### Your goal
Report each line of the data that contains the string "quadrants".

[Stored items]
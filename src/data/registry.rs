//! Fixed registry of the five source datasets
//!
//! Each entry records where a dataset lives on disk, which columns carry the
//! gene symbol and fold changes, the optional row filter, and the output
//! label for every fold-change column. Datasets contributing two cell lines
//! (Dony) emit two labels.

/// Row filter on the categorical `model` column.
/// Applied only when the sheet actually has that column.
#[derive(Debug, Clone, Copy)]
pub enum ModelFilter {
    /// No filtering
    None,
    /// Keep rows whose model equals this value, compared case- and
    /// whitespace-insensitively
    Equals(&'static str),
    /// Keep rows whose model is one of these values. Case-sensitive, but
    /// the harmonizer hands in the trimmed cell text, so surrounding
    /// whitespace in the sheet does not matter.
    OneOf(&'static [&'static str]),
}

impl ModelFilter {
    pub fn keeps(&self, model: &str) -> bool {
        match self {
            ModelFilter::None => true,
            ModelFilter::Equals(wanted) => model.trim().eq_ignore_ascii_case(wanted),
            ModelFilter::OneOf(allowed) => allowed.contains(&model),
        }
    }
}

/// Static description of one source dataset
#[derive(Debug, Clone, Copy)]
pub struct DatasetSpec {
    pub tag: &'static str,
    /// File name under the data directory
    pub file: &'static str,
    /// Column holding the gene symbol
    pub gene_column: &'static str,
    /// (fold-change column, output dataset label) pairs
    pub fc_columns: &'static [(&'static str, &'static str)],
    pub filter: ModelFilter,
}

/// Labels of the acute-exposure group, in registry order
pub const ACUTE_LABELS: &[&str] = &["Babaniyi_H1", "Babaniyi_H9", "Cruceanu"];

/// Labels of the chronic-exposure group, in registry order
pub const CHRONIC_LABELS: &[&str] = &["Dony_409b", "Dony_FOK4", "Krontira"];

const DATASETS: &[DatasetSpec] = &[
    DatasetSpec {
        tag: "babaniyi_H1",
        file: "babaniyih1.xlsx",
        gene_column: "hgnc_symbol",
        fc_columns: &[("log2FoldChange", "Babaniyi_H1")],
        filter: ModelFilter::None,
    },
    DatasetSpec {
        tag: "babaniyi_H9",
        file: "babaniyih9.xlsx",
        gene_column: "hgnc_symbol",
        fc_columns: &[("log2FoldChange", "Babaniyi_H9")],
        filter: ModelFilter::None,
    },
    DatasetSpec {
        tag: "cruceanu_dn",
        file: "cruceanu_dn.xlsx",
        gene_column: "gene",
        fc_columns: &[("log2FC", "Cruceanu")],
        filter: ModelFilter::Equals("NEURONS"),
    },
    DatasetSpec {
        tag: "dony",
        file: "donysemfc.xlsx",
        gene_column: "gene",
        fc_columns: &[
            ("log2FC_Line409b2", "Dony_409b"),
            ("log2FC_LineFOK4", "Dony_FOK4"),
        ],
        filter: ModelFilter::OneOf(&[
            "ChP",
            "Ex.Neurons",
            "Imm.ChP",
            "Inh.Neurons",
            "RGS5Neurons",
        ]),
    },
    DatasetSpec {
        tag: "krontira_dn",
        file: "krontira_dn.xlsx",
        gene_column: "gene",
        fc_columns: &[("log2FoldChange", "Krontira")],
        filter: ModelFilter::None,
    },
];

/// All registered datasets, in processing order
pub fn datasets() -> &'static [DatasetSpec] {
    DATASETS
}

/// All output labels in registry order (matrix column order)
pub fn all_labels() -> Vec<String> {
    DATASETS
        .iter()
        .flat_map(|d| d.fc_columns.iter().map(|(_, label)| label.to_string()))
        .collect()
}

#[cfg(test)]
mod tests {
    use super::*;

    #[test]
    fn test_registry_covers_five_datasets_six_labels() {
        assert_eq!(datasets().len(), 5);
        let labels = all_labels();
        assert_eq!(
            labels,
            vec![
                "Babaniyi_H1",
                "Babaniyi_H9",
                "Cruceanu",
                "Dony_409b",
                "Dony_FOK4",
                "Krontira"
            ]
        );
        // Acute + chronic groups partition the label set
        for l in ACUTE_LABELS.iter().chain(CHRONIC_LABELS) {
            assert!(
                labels.iter().any(|x| x.as_str() == *l),
                "unknown group label {}",
                l
            );
        }
        assert_eq!(ACUTE_LABELS.len() + CHRONIC_LABELS.len(), labels.len());
    }

    #[test]
    fn test_model_filters() {
        assert!(ModelFilter::Equals("NEURONS").keeps("  neurons "));
        assert!(!ModelFilter::Equals("NEURONS").keeps("astrocytes"));
        let one_of = ModelFilter::OneOf(&["ChP", "Ex.Neurons"]);
        assert!(one_of.keeps("Ex.Neurons"));
        // OneOf is case-sensitive; trimming happens upstream in the
        // harmonizer
        assert!(!one_of.keeps("ex.neurons"));
        assert!(!one_of.keeps(" ChP "));
        assert!(ModelFilter::None.keeps("anything"));
    }
}
//! Acute vs chronic extreme fold-change scatter
//!
//! Per gene, each exposure group collapses to the fold change of maximum
//! absolute magnitude among its datasets; genes with both scalars defined
//! enter the correlation and the plot. Labeling picks the most extreme
//! genes per quadrant plus the chronic extremes.

use std::fs;
use std::path::Path;

use crate::data::{WideMatrix, ACUTE_LABELS, CHRONIC_LABELS};
use crate::error::{MetaError, Result};
use crate::plot::scatter_plot;
use crate::stats::{pearson, pearson_pvalue};

const SCATTER_FILE: &str = "acute_vs_chronic_scatter.png";
const TOP_PER_QUADRANT: usize = 4;
const CHRONIC_EXTREMES: usize = 2;

/// A gene with both group scalars defined
#[derive(Debug, Clone)]
pub struct GenePoint {
    pub gene: String,
    pub acute: f64,
    pub chronic: f64,
}

/// Signed value of maximum absolute magnitude among the selected columns.
/// None when every column is missing. Ties resolve to the earliest column.
pub fn extreme_value(row: &[Option<f64>], columns: &[usize]) -> Option<f64> {
    let mut best: Option<f64> = None;
    for &c in columns {
        if let Some(v) = row[c] {
            match best {
                Some(b) if v.abs() <= b.abs() => {}
                _ => best = Some(v),
            }
        }
    }
    best
}

/// Derive per-gene (acute, chronic) points from the wide matrix, keeping
/// only genes where both scalars are defined.
pub fn derive_points(wide: &WideMatrix) -> Result<Vec<GenePoint>> {
    let group_indices = |labels: &[&str]| -> Result<Vec<usize>> {
        labels
            .iter()
            .map(|l| {
                wide.label_index(l).ok_or_else(|| MetaError::InvalidMatrix {
                    reason: format!("label '{}' missing from merged matrix", l),
                })
            })
            .collect()
    };
    let acute_cols = group_indices(ACUTE_LABELS)?;
    let chronic_cols = group_indices(CHRONIC_LABELS)?;

    let mut points = Vec::new();
    for (i, gene) in wide.genes().iter().enumerate() {
        let row = wide.row(i);
        if let (Some(acute), Some(chronic)) = (
            extreme_value(row, &acute_cols),
            extreme_value(row, &chronic_cols),
        ) {
            points.push(GenePoint {
                gene: gene.clone(),
                acute,
                chronic,
            });
        }
    }
    Ok(points)
}

/// Indices of points to label: per non-empty quadrant the `top_n` genes by
/// distance from the origin, unioned with the two highest and two lowest
/// chronic values. Zero coordinates belong to no quadrant.
pub fn select_labels(points: &[GenePoint], top_n: usize) -> Vec<usize> {
    let mut selected: Vec<usize> = Vec::new();

    let quadrants: [fn(&GenePoint) -> bool; 4] = [
        |p| p.acute > 0.0 && p.chronic > 0.0,
        |p| p.acute < 0.0 && p.chronic > 0.0,
        |p| p.acute < 0.0 && p.chronic < 0.0,
        |p| p.acute > 0.0 && p.chronic < 0.0,
    ];

    for in_quadrant in quadrants {
        let mut members: Vec<usize> = (0..points.len())
            .filter(|&i| in_quadrant(&points[i]))
            .collect();
        members.sort_by(|&a, &b| {
            let da = points[a].acute.hypot(points[a].chronic);
            let db = points[b].acute.hypot(points[b].chronic);
            db.partial_cmp(&da).unwrap_or(std::cmp::Ordering::Equal)
        });
        selected.extend(members.into_iter().take(top_n));
    }

    // Chronic extremes are always labeled, regardless of quadrant
    let mut by_chronic: Vec<usize> = (0..points.len()).collect();
    by_chronic.sort_by(|&a, &b| {
        points[b]
            .chronic
            .partial_cmp(&points[a].chronic)
            .unwrap_or(std::cmp::Ordering::Equal)
    });
    selected.extend(by_chronic.iter().take(CHRONIC_EXTREMES).copied());
    selected.extend(by_chronic.iter().rev().take(CHRONIC_EXTREMES).copied());

    // Dedupe by gene, keeping first occurrence
    let mut seen = std::collections::HashSet::new();
    selected.retain(|&i| seen.insert(points[i].gene.clone()));
    selected
}

/// Run the scatter analysis end to end
pub fn run_scatter(data_dir: &Path, out_dir: &Path) -> Result<()> {
    fs::create_dir_all(out_dir)?;

    let (wide, _counts) = super::load_wide_matrix(data_dir)?;
    let points = derive_points(&wide)?;
    if points.is_empty() {
        return Err(MetaError::EmptyData {
            reason: "no genes with both acute and chronic values".to_string(),
        });
    }

    let acute: Vec<f64> = points.iter().map(|p| p.acute).collect();
    let chronic: Vec<f64> = points.iter().map(|p| p.chronic).collect();
    let r = pearson(&acute, &chronic);
    let p = pearson_pvalue(r, points.len());
    log::info!(
        "Pearson correlation (extreme values, {} genes): r = {:.3}, p = {:.2e}",
        points.len(),
        r,
        p
    );

    let labels: Vec<(String, f64, f64)> = select_labels(&points, TOP_PER_QUADRANT)
        .into_iter()
        .map(|i| (points[i].gene.clone(), points[i].acute, points[i].chronic))
        .collect();
    let coords: Vec<(f64, f64)> = points.iter().map(|p| (p.acute, p.chronic)).collect();

    let out_path = out_dir.join(SCATTER_FILE);
    scatter_plot(&out_path, &coords, &labels)?;
    log::info!("Scatter plot saved to {}", out_path.display());

    Ok(())
}

#[cfg(test)]
mod tests {
    use super::*;

    fn point(gene: &str, acute: f64, chronic: f64) -> GenePoint {
        GenePoint {
            gene: gene.to_string(),
            acute,
            chronic,
        }
    }

    #[test]
    fn test_extreme_value_sign_preserved() {
        let row = vec![Some(2.0), Some(-5.0), None];
        assert_eq!(extreme_value(&row, &[0, 1, 2]), Some(-5.0));
    }

    #[test]
    fn test_extreme_value_all_missing() {
        let row = vec![None, None];
        assert_eq!(extreme_value(&row, &[0, 1]), None);
    }

    #[test]
    fn test_extreme_value_tie_takes_first() {
        let row = vec![Some(3.0), Some(-3.0)];
        assert_eq!(extreme_value(&row, &[0, 1]), Some(3.0));
    }

    #[test]
    fn test_quadrant_membership() {
        let points = vec![point("POS", 3.0, 4.0), point("MIX", 3.0, -4.0)];
        let selected = select_labels(&points, 4);
        // Both genes label: one from Q1, one from Q4 (and both are chronic
        // extremes anyway)
        assert_eq!(selected.len(), 2);
    }

    #[test]
    fn test_top_n_per_quadrant_by_distance() {
        // Five genes in Q1; the closest to the origin must not be labeled
        let points = vec![
            point("FAR1", 5.0, 5.0),
            point("FAR2", 4.0, 4.0),
            point("FAR3", 3.0, 3.0),
            point("FAR4", 2.5, 2.5),
            point("NEAR", 0.1, 0.1),
            // Chronic extremes live in another quadrant so they do not
            // absorb the Q1 slots
            point("LOW1", -1.0, -9.0),
            point("LOW2", -1.0, -8.0),
        ];
        let selected = select_labels(&points, 4);
        let genes: Vec<&str> = selected.iter().map(|&i| points[i].gene.as_str()).collect();
        assert!(!genes.contains(&"NEAR"));
        assert!(genes.contains(&"FAR1"));
        // FAR1/FAR2 are the two chronic maxima, LOW1/LOW2 the minima
        assert!(genes.contains(&"LOW1"));
        assert!(genes.contains(&"LOW2"));
    }

    #[test]
    fn test_zero_coordinate_joins_no_quadrant() {
        let points = vec![point("ZERO", 0.0, 5.0), point("Q1", 1.0, 1.0)];
        let selected = select_labels(&points, 4);
        let genes: Vec<&str> = selected.iter().map(|&i| points[i].gene.as_str()).collect();
        // ZERO still labels via the chronic-extreme rule, not a quadrant
        assert!(genes.contains(&"ZERO"));
        assert!(genes.contains(&"Q1"));
    }
}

### Solution to this exercise
    let quadrants: [fn(&GenePoint) -> bool; 4] = [
    for in_quadrant in quadrants {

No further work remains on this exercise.